● **THE DATA**
=-=-=
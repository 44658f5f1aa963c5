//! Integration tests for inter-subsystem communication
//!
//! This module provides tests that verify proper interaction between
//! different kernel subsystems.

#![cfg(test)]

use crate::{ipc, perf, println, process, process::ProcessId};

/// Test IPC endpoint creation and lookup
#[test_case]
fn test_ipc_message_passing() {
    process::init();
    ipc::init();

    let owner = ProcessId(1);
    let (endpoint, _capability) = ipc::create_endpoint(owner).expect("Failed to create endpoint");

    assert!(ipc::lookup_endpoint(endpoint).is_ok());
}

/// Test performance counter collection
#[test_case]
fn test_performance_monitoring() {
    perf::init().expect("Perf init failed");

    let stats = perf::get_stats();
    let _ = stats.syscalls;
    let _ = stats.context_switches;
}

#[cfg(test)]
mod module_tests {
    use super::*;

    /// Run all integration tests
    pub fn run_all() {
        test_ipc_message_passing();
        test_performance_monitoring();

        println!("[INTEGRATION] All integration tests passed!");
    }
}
=-=-=
● **PROBLEM REQUIREMENTS**
Retype the material precisely, leaving out no line.

● **RESPONSE BELOW**
repository 44658f5f1aa963c5
//! Integration tests for inter-subsystem communication
//!
//! This module provides tests that verify proper interaction between
//! different kernel subsystems.

#![cfg(test)]

use crate::{ipc, perf, println, process, process::ProcessId};

/// Test IPC endpoint creation and lookup
#[test_case]
fn test_ipc_message_passing() {
    process::init();
    ipc::init();

    let owner = ProcessId(1);
    let (endpoint, _capability) = ipc::create_endpoint(owner).expect("Failed to create endpoint");

    assert!(ipc::lookup_endpoint(endpoint).is_ok());
}

/// Test performance counter collection
#[test_case]
fn test_performance_monitoring() {
    perf::init().expect("Perf init failed");

    let stats = perf::get_stats();
    let _ = stats.syscalls;
    let _ = stats.context_switches;
}

#[cfg(test)]
mod module_tests {
    use super::*;

    /// Run all integration tests
    pub fn run_all() {
        test_ipc_message_passing();
        test_performance_monitoring();

        println!("[INTEGRATION] All integration tests passed!");
    }
}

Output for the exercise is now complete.